Refik Anadol: il suono dei dati

“Una telecamera nella mente di un computer ovvero comprendere se e in che modo una macchina può sognare?”. Così riassume Refik Anadol (Istanbul, 1985) “Living Architecture: Gehry”, fino al 19 ottobre al museo Guggenheim di Bilbao, opera che inaugura una serie di lavori del celebrato artista turco, denominati “In Situ” e destinati a proporre un arte esperienziale tale da coinvolgere il pubblico nei più svariati luoghi del mondo, mettendolo al centro di gigantesche installazioni elaborate dall’Intelligenza Artificiale e composte da field recordings, musica elettronica, ricerche scientifiche, tecnologia digitale.

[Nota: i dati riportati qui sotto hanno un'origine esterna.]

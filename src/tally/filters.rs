// The filters of the analytics views, as carried in a query string.

use crate::tally::store::*;
use crate::tally::*;

/// The filter state of a dashboard, as in `year=2024&cidades=Fortaleza&topN=5`.
///
/// Lists are comma-separated. Regionals are given by id (or by name).
#[derive(Eq, PartialEq, Debug, Clone, Default, Serialize, Deserialize)]
pub struct FilterQuery {
    #[serde(skip_serializing_if = "Option::is_none")]
    pub year: Option<u32>,
    #[serde(rename = "regionais", skip_serializing_if = "Option::is_none")]
    pub regionals: Option<String>,
    #[serde(rename = "cidades", skip_serializing_if = "Option::is_none")]
    pub cities: Option<String>,
    #[serde(rename = "minVotos", skip_serializing_if = "Option::is_none")]
    pub min_votes: Option<u64>,
    #[serde(rename = "topN", skip_serializing_if = "Option::is_none")]
    pub top_n: Option<usize>,
    #[serde(rename = "zona", skip_serializing_if = "Option::is_none")]
    pub zone: Option<String>,
    #[serde(rename = "bairro", skip_serializing_if = "Option::is_none")]
    pub neighborhood: Option<String>,
    #[serde(skip_serializing_if = "Option::is_none")]
    pub q: Option<String>,
}

pub fn parse_query(query: &str) -> TallyResult<FilterQuery> {
    let trimmed = query.trim().trim_start_matches('?');
    let res: FilterQuery =
        serde_urlencoded::from_str(trimmed).context(InvalidFilterSnafu { query })?;
    debug!("parse_query: {:?} -> {:?}", query, res);
    Ok(res)
}

fn split_list(s: &Option<String>) -> Vec<String> {
    s.as_deref()
        .unwrap_or("")
        .split(',')
        .map(|x| x.trim())
        .filter(|x| !x.is_empty())
        .map(|x| x.to_string())
        .collect()
}

fn non_empty(s: &Option<String>) -> Option<String> {
    s.as_deref()
        .map(|x| x.trim())
        .filter(|x| !x.is_empty())
        .map(|x| x.to_string())
}

/// The years with data for a candidate, from both kinds of rows.
pub fn candidate_years(store: &Store, candidate_id: u32) -> Vec<u32> {
    let mut records = store.neighborhood_records(candidate_id);
    records.extend(store.section_records(candidate_id));
    available_years(&records)
}

impl FilterQuery {
    /// The year shown when none is requested: the configured default, then the
    /// latest year with data.
    pub fn default_year(store: &Store, settings: &Settings, candidate_id: u32) -> Option<u32> {
        settings
            .default_year
            .or_else(|| candidate_years(store, candidate_id).last().cloned())
    }

    /// The regional names of the filter. Numeric entries are ids.
    fn regional_names(&self, store: &Store) -> TallyResult<Vec<String>> {
        let mut res: Vec<String> = Vec::new();
        for r in split_list(&self.regionals) {
            match r.parse::<u32>() {
                Ok(id) => res.push(store.regional(id)?.name.clone()),
                Err(_) => res.push(r),
            }
        }
        Ok(res)
    }

    pub fn to_vote_filter(
        &self,
        store: &Store,
        settings: &Settings,
        candidate_id: u32,
    ) -> TallyResult<VoteFilter> {
        Ok(VoteFilter {
            year: self
                .year
                .or_else(|| FilterQuery::default_year(store, settings, candidate_id)),
            cities: split_list(&self.cities),
            regionals: self.regional_names(store)?,
            neighborhood: non_empty(&self.neighborhood),
            zone: non_empty(&self.zone),
            min_votes: self.min_votes.unwrap_or(0),
            top_n: Some(self.top_n.unwrap_or(settings.default_top_n)),
            query: non_empty(&self.q),
        })
    }

    /// The query string of this filter, without the values that are equal to
    /// their default.
    pub fn normalized(
        &self,
        store: &Store,
        settings: &Settings,
        candidate_id: u32,
    ) -> TallyResult<String> {
        let default_year = FilterQuery::default_year(store, settings, candidate_id);
        let join = |v: Vec<String>| if v.is_empty() { None } else { Some(v.join(",")) };
        let simplified = FilterQuery {
            year: self.year.filter(|y| Some(*y) != default_year),
            regionals: join(split_list(&self.regionals)),
            cities: join(split_list(&self.cities)),
            min_votes: self.min_votes.filter(|m| *m > 0),
            top_n: self.top_n.filter(|n| *n != settings.default_top_n),
            zone: non_empty(&self.zone),
            neighborhood: non_empty(&self.neighborhood),
            q: non_empty(&self.q),
        };
        serde_urlencoded::to_string(&simplified).context(EncodingFilterSnafu {})
    }
}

Il cuore pulsante di “Living Architecture…” risiede nel cloud, custode invisibile di milioni di immagini, suoni e persino odori che inducono ad abbandonarsi, a lasciarsi guidare da quella che solo in parte è opera dell’intelligenza artificiale, perché l’installazione è in realtà il risultato dell’impegno sviluppato da un folto gruppo di lavoro che ha collezionato i dati, le immagini, i colori, registrato suoni all’interno del museo come tra le affollate strade di Bilbao per godere infine di “un’esperienza quasi fantascientifica, ma basata su elementi reali, creando un’arte capace di generare nuovi mondi ma al contempo rivelare al pubblico i processi dietro queste innovazioni”, sottolinea ancora Refik Anadol.

Utilizzando materiali d’archivio e progetti ad accesso libero provenienti  dagli studi di Frank Gehry, gli schedari sono continuamente trasformati e proiettati sulle pareti nella vasta sala del museo in una narrazione visiva dinamica, ricomposta e dilatata dall’A.I. che riassembla in visioni oniriche costantemente in evoluzione mappe, fotografie, rendering, il tutto implementato da un paesaggio sonoro basato su potenti drone composti da Kerim Karaoglu, musicista e sound designer turco di base a Berlino, studi all’Institute For Computer Music and Electronic Media di Essen e storico collaboratore di Anadol.

Il risultato di questo smisuratamente immenso flusso di dati e suoni ci porta in direzione di una acida neo-psichedelia ultra sofisticata, di cui i pionieri del genere – da Albert Hofmann a Timothy Leary – avrebbero forse difficoltà a riconoscere la paternità. Paesaggi naturali e architettonici che sembrano provenire da altri mondi ma anche improvvise visioni a noi familiari quali il villaggio di Talponia, quello, per intenderci, ideato ad Ivrea dagli architetti Roberto Gabetti e Almaro Oreglia per quel visionario progetto ante-digital commissionato dalla Olivetti nel 1968 e che sembra apparire, moltiplicato per mille, sulle alte pareti della sala al secondo piano del Guggenheim dove l’installazione risiederà fino ad ottobre.

Ad di là di un certo quanto inevitabile effetto épater le bourgeois registriamo, sotto il nostro sguardo allucinato, il prender forma di una nuova estetica rivelatrice di ciò che un tempo era invisibile all’occhio umano, una nuova prospettiva, un inedito racconto di un mondo altro: poiché il filo rosso, l’area di azione dell’intera opera di Anadol è l’incommensurabile universo dei dati e la trasformazione di essi in narrazione artistica.

Refik Anadol e il suo gruppo sono già nella fase di realizzazione finale del prossimo progetto: il Dataland Museum, oltre 6000 mt quadrati nell’area di Los Angeles laddove già sorgono il Museum Of Contemporary Art, The Broad e la Disney Concert Hall di Frank Gehry che sarà completamente dedicato all’Ethic A.I. (etica in quanto massima attenzione è rivolta all’impatto ambientale di tutta l’operazione) e alle sue infinite applicazioni: dal mondo dell’arte virtuale, ben oltre il concetto dell’NFT, alla musica, alla natura, agli animali, alle possibilità in-toto della conoscenza umana. Un esempio: il Cornell Lab of Ornithology, dipartimento dell’omonima prestigiosa Università statunitense, fornirà al Dataland Museum 54 milioni di fotografie di volatili e due milioni di registrazioni audio a loro relative, l’Ethic A.I. creerà da questo sterminato database un archivio di oltre mezzo miliardo di immagini da consultare, questi numeri solamente riguardo agli uccelli!

Refik ricorda come la visione di “Blade Runner” in televisione fu una vera epifania, catapultando l’immaginazione di un bambino nel mondo delle macchine pensanti ed è da allora che alla domanda “Do Android Dreams of Electric Sheeps ?” lui sta provando a dare una risposta.